STARKE, Fla. (AP) — As the execution drugs were being administered, inmate Eric Scott Branch let out a blood-curdling scream. Then he yelled “murderers! murderers! murderers!” as he thrashed on a gurney as he was being put to death for the 1993 rape and slaying of a college student.
The drugs included a powerful sedative Thursday evening and the 47-year-old inmate, following the outburst, gave a last guttural groan and turned silent. Minutes earlier, he had just been addressing corrections officers, saying it should fall to Florida Gov. Rick Scott and his attorney general to carry out the death sentence — not to those workers present.
“Let them come down here and do it,” Branch said. “I’ve learned that you’re good people and this is not what you should be doing.”
Branch was pronounced dead at 7:05 p.m. Thursday after receiving the injection at Florida State Prison in Starke. The governor’s office made the announcement.
Asked later whether Branch’s scream could have been caused by the execution drugs, Department of Corrections spokeswoman Michelle Glady said “there was no indication” that the inmate’s last actions were a result of the injection procedure. She said that conclusion had been confirmed by the Florida Department of Law Enforcement.
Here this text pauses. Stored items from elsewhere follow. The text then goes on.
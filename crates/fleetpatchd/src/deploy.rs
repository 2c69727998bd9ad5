//! Deployment pass: one schedule per machine that needs patching.
//!
//! roster + telemetry -> update-need resolution -> (per machine) next
//! occurrence -> assembled schedule -> store upsert. Per-machine failures
//! are isolated; one bad machine or one rejected upsert never halts the
//! batch.

use chrono::NaiveDateTime;
use tracing::{debug, info, warn};

use fleetpatch_common::config::Config;
use fleetpatch_common::error::FleetError;
use fleetpatch_common::machine::OsKind;
use fleetpatch_common::occurrence;
use fleetpatch_common::report::RunReport;
use fleetpatch_common::schedule::{self, MaintenanceWindow, ScheduleConfiguration};
use fleetpatch_common::telemetry::{PendingUpdateSet, QueryStatus};

use crate::clients::{Inventory, ScheduleStore, Telemetry};
use crate::queries;

/// Run the deployment pass at wall-clock `now` (target timezone).
pub async fn run(
    config: &Config,
    inventory: &impl Inventory,
    telemetry: &impl Telemetry,
    store: &impl ScheduleStore,
    workspace_id: &str,
    now: NaiveDateTime,
) -> Result<RunReport, FleetError> {
    let mut report = RunReport::new("deploy");

    let query = queries::pending_updates_query(config.telemetry.update_lookback_hours);
    let outcome = telemetry
        .query(workspace_id, &query, config.telemetry.update_lookback_hours)
        .await?;

    if outcome.status == QueryStatus::Partial {
        let message = outcome
            .error
            .clone()
            .unwrap_or_else(|| "unknown backend error".to_string());
        warn!("pending-updates query returned partial results: {}", message);
        report.telemetry_partial = true;
        report.notice(format!("telemetry partial, data may be incomplete: {}", message));
    }

    let pending = PendingUpdateSet::from_table(&outcome.table);
    debug!("{} pending-update rows in snapshot", pending.row_count());

    for machine in inventory.list_all().await? {
        report.machines_seen += 1;

        let Some(policy) = machine.policy else {
            debug!("machine {} has no patch policy, skipping", machine.identity);
            report.skipped_no_policy += 1;
            continue;
        };

        if machine.os != OsKind::Linux {
            debug!("machine {} is not Linux, skipping", machine.identity);
            report.skipped_wrong_os += 1;
            continue;
        }

        let updates = pending.updates_for(&machine.identity);
        if updates.is_empty() {
            info!("machine {} does not need to be patched", machine.identity);
            report.skipped_no_updates += 1;
            continue;
        }

        let start = occurrence::next_occurrence(&policy, now);
        let tag = policy.tag(&config.policy.tag_prefix);
        let name = schedule::schedule_name(&config.policy.schedule_name_prefix, &tag, &machine.name);

        let schedule = ScheduleConfiguration {
            name: name.clone(),
            operating_system: OsKind::Linux.descriptor().to_string(),
            azure_machine_ids: vec![machine.identity.clone()],
            machine_names: vec![],
            update_list: updates,
            window: MaintenanceWindow::one_time(start, config.window.time_zone.clone()),
            dynamic_query: None,
        };

        match store.upsert(&name, &schedule).await {
            Ok(()) => {
                info!("new deployment schedule created for {}", machine.identity);
                report.schedules_created += 1;
            }
            Err(e) => {
                warn!("schedule upsert rejected for {}: {}", name, e);
                report.upsert_failures += 1;
                report.notice(format!("upsert rejected for {}: {}", name, e));
            }
        }
    }

    Ok(report)
}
Branch was convicted of raping and fatally beating University of West Florida student Susan Morris, 21. Her naked body was found buried in a shallow grave — a crime whose brutality was noted by the Florida Supreme Court in denying one of Branch’s appeals.
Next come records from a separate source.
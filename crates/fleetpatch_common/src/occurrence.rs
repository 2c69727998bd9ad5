//! Patch-window occurrence arithmetic.
//!
//! All computation is naive wall-clock math in the target timezone; the
//! timezone name itself travels as an opaque label on the emitted
//! schedule. "Now" is derived from a configured fixed UTC offset.

use crate::policy::PatchPolicy;
use chrono::{
    Datelike, Duration, FixedOffset, NaiveDate, NaiveDateTime, NaiveTime, Timelike, Utc,
};

/// Compute the next occurrence of a policy's (weekday, hour) window at or
/// after `now`.
///
/// `delta_days = (target_weekday - now.weekday()) mod 7` lands on the next
/// matching weekday; when that is today and the hour has already passed,
/// the occurrence slips a full week. Same-day scheduling is valid when the
/// hour is still ahead.
pub fn next_occurrence(policy: &PatchPolicy, now: NaiveDateTime) -> NaiveDateTime {
    let delta_days = (policy.weekday.num_days_from_monday() as i64
        - now.weekday().num_days_from_monday() as i64)
        .rem_euclid(7);

    // Hour is range-checked at parse time.
    let window_time = NaiveTime::from_hms_opt(policy.hour, 0, 0).unwrap_or(NaiveTime::MIN);
    let mut candidate = (now.date() + Duration::days(delta_days)).and_time(window_time);

    if candidate < now {
        candidate += Duration::days(7);
    }

    candidate
}

/// Roll an existing schedule's start forward for a reconciliation run:
/// tomorrow relative to `run_date`, at the stored hour and minute, seconds
/// zeroed.
///
/// The configuration being reconciled was already created on the correct
/// weekday, so a one-day nudge per run keeps it pending until it fires.
pub fn roll_forward(stored_start: NaiveDateTime, run_date: NaiveDate) -> NaiveDateTime {
    let time = NaiveTime::from_hms_opt(stored_start.hour(), stored_start.minute(), 0)
        .unwrap_or(NaiveTime::MIN);
    (run_date + Duration::days(1)).and_time(time)
}

/// Current wall-clock time at a fixed UTC offset, in minutes east.
pub fn wall_clock_now(utc_offset_minutes: i32) -> NaiveDateTime {
    match FixedOffset::east_opt(utc_offset_minutes * 60) {
        Some(offset) => Utc::now().with_timezone(&offset).naive_local(),
        None => Utc::now().naive_utc(),
    }
}

#[cfg(test)]
mod tests {
    use super::*;
    use crate::policy::PatchPolicy;
    use chrono::Weekday;

    fn policy(weekday: Weekday, hour: u32) -> PatchPolicy {
        PatchPolicy {
            variant: crate::policy::PolicyVariant::Routine,
            weekday,
            hour,
        }
    }

    fn at(y: i32, m: u32, d: u32, h: u32, min: u32) -> NaiveDateTime {
        NaiveDate::from_ymd_opt(y, m, d)
            .unwrap()
            .and_hms_opt(h, min, 0)
            .unwrap()
    }

    #[test]
    fn test_sunday_to_wednesday_is_three_days() {
        // 2021-06-06 was a Sunday.
        let now = at(2021, 6, 6, 10, 0);
        let next = next_occurrence(&policy(Weekday::Wed, 3), now);
        assert_eq!(next, at(2021, 6, 9, 3, 0));
    }

    #[test]
    fn test_same_day_window_already_passed_slips_a_week() {
        // 2021-06-09 was a Wednesday; 03:00 already behind us at 04:00.
        let now = at(2021, 6, 9, 4, 0);
        let next = next_occurrence(&policy(Weekday::Wed, 3), now);
        assert_eq!(next, at(2021, 6, 16, 3, 0));
    }

    #[test]
    fn test_same_day_window_still_ahead_is_today() {
        let now = at(2021, 6, 9, 2, 59);
        let next = next_occurrence(&policy(Weekday::Wed, 3), now);
        assert_eq!(next, at(2021, 6, 9, 3, 0));
    }

    #[test]
    fn test_exact_window_instant_counts_as_today() {
        let now = at(2021, 6, 9, 3, 0);
        let next = next_occurrence(&policy(Weekday::Wed, 3), now);
        assert_eq!(next, now);
    }

    #[test]
    fn test_monotonicity_and_weekday_hour_match() {
        let days = [
            Weekday::Mon,
            Weekday::Tue,
            Weekday::Wed,
            Weekday::Thu,
            Weekday::Fri,
            Weekday::Sat,
            Weekday::Sun,
        ];
        for day in days {
            for hour in [0, 3, 12, 22, 23] {
                for now_hour in [0, 5, 11, 23] {
                    let now = at(2024, 2, 29, now_hour, 17);
                    let next = next_occurrence(&policy(day, hour), now);
                    assert!(next >= now);
                    assert_eq!(next.weekday(), day);
                    assert_eq!(next.hour(), hour);
                    assert_eq!(next.minute(), 0);
                }
            }
        }
    }

    #[test]
    fn test_periodicity_is_exactly_seven_days() {
        let p = policy(Weekday::Fri, 22);
        let now = at(2023, 11, 14, 9, 30);
        let first = next_occurrence(&p, now);
        let second = next_occurrence(&p, first + Duration::seconds(1));
        assert_eq!(second, first + Duration::days(7));
    }

    #[test]
    fn test_roll_forward_is_tomorrow_at_stored_time() {
        let stored = at(2021, 6, 9, 3, 15);
        let run_date = NaiveDate::from_ymd_opt(2021, 6, 20).unwrap();
        let rolled = roll_forward(stored, run_date);
        assert_eq!(rolled, at(2021, 6, 21, 3, 15));
    }

    #[test]
    fn test_roll_forward_zeroes_seconds() {
        let stored = NaiveDate::from_ymd_opt(2021, 6, 9)
            .unwrap()
            .and_hms_opt(3, 15, 42)
            .unwrap();
        let run_date = NaiveDate::from_ymd_opt(2021, 6, 20).unwrap();
        let rolled = roll_forward(stored, run_date);
        assert_eq!(rolled.second(), 0);
        assert_eq!(rolled.minute(), 15);
    }

    #[test]
    fn test_roll_forward_crosses_month_boundary() {
        let stored = at(2021, 1, 4, 22, 0);
        let run_date = NaiveDate::from_ymd_opt(2021, 6, 30).unwrap();
        let rolled = roll_forward(stored, run_date);
        assert_eq!(rolled, at(2021, 7, 1, 22, 0));
    }
}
“She had been beaten, stomped, sexually assaulted and strangled. She bore numerous bruises and lacerations, both eyes were swollen shut,” the justices wrote.
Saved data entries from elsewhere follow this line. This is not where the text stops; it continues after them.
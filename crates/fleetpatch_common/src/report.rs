//! Run reporting - per-pass counters and notices.
//!
//! Every decision point (skip, create, update, failure) increments a
//! counter and may add a notice; the report is emitted once at the end of
//! each pass. There is no interactive surface.

use serde::Serialize;
use tracing::info;

#[derive(Debug, Clone, Default, Serialize)]
pub struct RunReport {
    pub pass: String,
    pub machines_seen: usize,
    pub skipped_no_policy: usize,
    pub skipped_wrong_os: usize,
    pub skipped_no_updates: usize,
    pub schedules_created: usize,
    pub configurations_reconciled: usize,
    pub lookup_failures: usize,
    pub upsert_failures: usize,
    pub telemetry_partial: bool,
    pub notices: Vec<String>,
}

impl RunReport {
    pub fn new(pass: impl Into<String>) -> Self {
        Self {
            pass: pass.into(),
            ..Default::default()
        }
    }

    pub fn notice(&mut self, message: impl Into<String>) {
        self.notices.push(message.into());
    }

    /// Emit the report through the log stream.
    pub fn emit(&self) {
        info!(
            pass = %self.pass,
            machines_seen = self.machines_seen,
            skipped_no_policy = self.skipped_no_policy,
            skipped_wrong_os = self.skipped_wrong_os,
            skipped_no_updates = self.skipped_no_updates,
            schedules_created = self.schedules_created,
            configurations_reconciled = self.configurations_reconciled,
            lookup_failures = self.lookup_failures,
            upsert_failures = self.upsert_failures,
            telemetry_partial = self.telemetry_partial,
            "pass complete"
        );
        for notice in &self.notices {
            info!(pass = %self.pass, "{}", notice);
        }
    }
}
Evidence in the case shows Branch approached Morris after she left a night class on Jan. 11, 1993, so he could steal her red Toyota and return to his home state of Indiana. He was arrested while traveling there.
Branch also was convicted of sexually assaulting a 14-year-old girl in Indiana and of another sexual assault in the Florida Panhandle that took place just 10 days before Morris was killed, court records show.
The jury in his murder case recommended the death penalty by a 10-2 vote under Florida’s old capital punishment system, which was ruled unconstitutional by the U.S. Supreme Court in 2016. The high court said juries must reach a unanimous recommendation for death and judges cannot overrule that. Florida legislators subsequently changed the system to comply.
One of Branch’s final and unsuccessful appeals to the U.S. Supreme Court involved whether he deserved a new sentencing hearing because of that jury’s 10-2 vote in his 1994 trial. The Florida Supreme Court has ruled that the new system of sentencing did not apply to inmates sentenced to death before 2002.
Elsewhere, Texas’ governor spared a convicted killer’s life shortly before the inmate was to have been executed Thursday for masterminding the fatal shootings of his mother and brother. Gov. Greg Abbott accepted the state parole board’s rare clemency recommendation and commuted the sentence of Thomas “Bart” Whitaker to life without parole. Whitaker’s father also was shot in the 2003 plot at the family’s suburban Houston home but survived. He led an effort to save his son from execution.
And in Alabama, officials postponed the execution of Doyle Lee Hamm, who was scheduled to die Thursday evening for the 1987 death of a motel clerk during a robbery. Hamm fought his death sentence, arguing there was a risk of a botched execution because of damage to his veins from lymphoma and other illnesses. The U.S. Supreme Court delayed the execution Thursday evening to consider Hamm’s request to block it, but then gave the go-ahead about 9 p.m. Corrections spokesman Bob Horton said there was not enough time to prepare Hamm before the death warrant expired at midnight.
In Florida, relatives of victim Susan Morris said they remain profoundly grieved by her violent death. Though Morris was 21 when she was killed, more time has passed than the number of years she lived, the family statement said. Still, the pain remains.
“Twenty-five years ago, Susan’s life was suddenly and brutally extinguished. We have grieved for her longer that she was with us. Yet because of who she was … she will never be forgotten by those who love her,” said the statement, read out by her sister Wendy Morris Hill shortly after Branch was put to death.